Relationship between cellular response and behavioral variability in bacterial chemotaxis

TL;DR

This study links the architecture of bacterial chemotaxis signaling to observed behavioral variability, showing how stochastic fluctuations and system design influence cellular responses and navigation efficiency.

Contribution

It reveals how the non-linear receptor-kinase system amplifies stochastic fluctuations, affecting behavioral variability and chemotactic response in E. coli.

Findings

Behavioral variability arises from the sigmoidal activation curve.

Fluctuations are amplified by the receptor-kinase architecture.

System tuning balances random spread and gradient response.

Abstract

Bacterial chemotaxis in Escherichia coli is a canonical system for the study of signal transduction. A remarkable feature of this system is the coexistence of precise adaptation in population with large fluctuating cellular behavior in single cells (Korobkova et al. 2004, Nature, 428, 574). Using a stochastic model, we found that the large behavioral variability experimentally observed in non-stimulated cells is a direct consequence of the architecture of this adaptive system. Reversible covalent modification cycles, in which methylation and demethylation reactions antagonistically regulate the activity of receptor-kinase complexes, operate outside the region of first-order kinetics. As a result, the receptor-kinase that governs cellular behavior exhibits a sigmoidal activation curve.
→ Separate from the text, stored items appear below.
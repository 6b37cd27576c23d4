//! Main settings module

use config::{Config, Environment, File};
use serde::{Deserialize, Serialize};
use std::path::Path;

use crate::constants::{agentic, boundary, dispatcher, endpoints, episode, providers, queue, retrieval};
use crate::ConfigError;

/// Runtime environment
#[derive(Debug, Clone, Copy, PartialEq, Eq, Serialize, Deserialize, Default)]
#[serde(rename_all = "lowercase")]
pub enum RuntimeEnvironment {
    #[default]
    Development,
    Staging,
    Production,
}

impl RuntimeEnvironment {
    pub fn is_production(&self) -> bool {
        matches!(self, Self::Production)
    }

    /// Whether startup validation should be strict
    pub fn is_strict(&self) -> bool {
        matches!(self, Self::Production | Self::Staging)
    }
}

/// Main application settings
#[derive(Debug, Clone, Serialize, Deserialize, Default)]
pub struct Settings {
    #[serde(default)]
    pub environment: RuntimeEnvironment,

    #[serde(default)]
    pub server: ServerConfig,

    /// Buffer queue (C1)
    #[serde(default)]
    pub queue: QueueConfig,

    /// Worker dispatcher (C2)
    #[serde(default)]
    pub dispatcher: DispatcherConfig,

    /// Boundary detection (C3)
    #[serde(default)]
    pub boundary: BoundaryConfig,

    /// Episode batching (C5)
    #[serde(default)]
    pub episode: EpisodeConfig,

    /// Hybrid retrieval (C8)
    #[serde(default)]
    pub retrieval: RetrievalConfig,

    /// Agentic retrieval (C9)
    #[serde(default)]
    pub agentic: AgenticConfig,

    #[serde(default)]
    pub llm: LlmProviderConfig,

    #[serde(default)]
    pub embedding: EmbeddingConfig,

    #[serde(default)]
    pub redis: RedisConfig,

    #[serde(default)]
    pub storage: StorageConfig,

    #[serde(default)]
    pub text_index: TextIndexConfig,

    #[serde(default)]
    pub vector_index: VectorIndexConfig,

    #[serde(default)]
    pub observability: ObservabilityConfig,
}

/// HTTP server configuration
#[derive(Debug, Clone, Serialize, Deserialize)]
pub struct ServerConfig {
    #[serde(default = "default_host")]
    pub host: String,
    #[serde(default = "default_port")]
    pub port: u16,
    #[serde(default)]
    pub cors_enabled: bool,
    #[serde(default)]
    pub cors_origins: Vec<String>,
    /// Upper bound a memorize call waits for its pipeline outcome
    #[serde(default = "default_memorize_timeout_s")]
    pub memorize_timeout_s: u64,
}

fn default_host() -> String {
    "0.0.0.0".to_string()
}

fn default_port() -> u16 {
    1995
}

fn default_memorize_timeout_s() -> u64 {
    300
}

impl Default for ServerConfig {
    fn default() -> Self {
        Self {
            host: default_host(),
            port: default_port(),
            cors_enabled: false,
            cors_origins: Vec::new(),
            memorize_timeout_s: default_memorize_timeout_s(),
        }
    }
}

/// Buffer queue configuration (C1)
#[derive(Debug, Clone, Serialize, Deserialize)]
pub struct QueueConfig {
    #[serde(default = "default_queue_max_length")]
    pub max_length: usize,
    #[serde(default = "default_queue_expire_minutes")]
    pub expire_minutes: u64,
    #[serde(default = "default_cleanup_probability")]
    pub cleanup_probability: f64,
    #[serde(default = "default_cache_timeout_s")]
    pub timeout_s: u64,
}

fn default_queue_max_length() -> usize {
    queue::MAX_LENGTH
}

fn default_queue_expire_minutes() -> u64 {
    queue::EXPIRE_MINUTES
}

fn default_cleanup_probability() -> f64 {
    queue::CLEANUP_PROBABILITY
}

fn default_cache_timeout_s() -> u64 {
    endpoints::CACHE_TIMEOUT_S
}

impl Default for QueueConfig {
    fn default() -> Self {
        Self {
            max_length: default_queue_max_length(),
            expire_minutes: default_queue_expire_minutes(),
            cleanup_probability: default_cleanup_probability(),
            timeout_s: default_cache_timeout_s(),
        }
    }
}

/// Dispatcher configuration (C2)
#[derive(Debug, Clone, Serialize, Deserialize)]
pub struct DispatcherConfig {
    #[serde(default = "default_num_queues")]
    pub num_queues: usize,
    #[serde(default = "default_max_total_messages")]
    pub max_total_messages: usize,
    #[serde(default = "default_shutdown_delay_s")]
    pub max_delay_seconds: u64,
}

fn default_num_queues() -> usize {
    dispatcher::NUM_QUEUES
}

fn default_max_total_messages() -> usize {
    dispatcher::MAX_TOTAL_MESSAGES
}

fn default_shutdown_delay_s() -> u64 {
    dispatcher::MAX_DELAY_SECONDS
}

impl Default for DispatcherConfig {
    fn default() -> Self {
        Self {
            num_queues: default_num_queues(),
            max_total_messages: default_max_total_messages(),
            max_delay_seconds: default_shutdown_delay_s(),
        }
    }
}

/// Boundary detection configuration (C3)
#[derive(Debug, Clone, Serialize, Deserialize)]
pub struct BoundaryConfig {
    #[serde(default = "default_boundary_retries")]
    pub max_retries: u32,
    #[serde(default = "default_boundary_backoff_ms")]
    pub retry_backoff_ms: u64,
    #[serde(default = "default_hard_cut_minutes")]
    pub hard_cut_minutes: i64,
    #[serde(default = "default_hard_cut_count")]
    pub hard_cut_count: usize,
}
This curve simultaneously amplifies the inherent stochastic fluctuations in the system and lengthens the relaxation time in response to stimulus. Because stochastic fluctuations cause large behavioral variability and the relaxation time governs the average duration of runs in response to small stimuli, cells with the greatest fluctuating behavior also display the largest chemotactic response. Finally, Large-scale simulations of digital bacteria suggest that the chemotaxis network is tuned to simultaneously optimize the random spread of cells in absence of nutrients and the cellular response to gradients of attractant.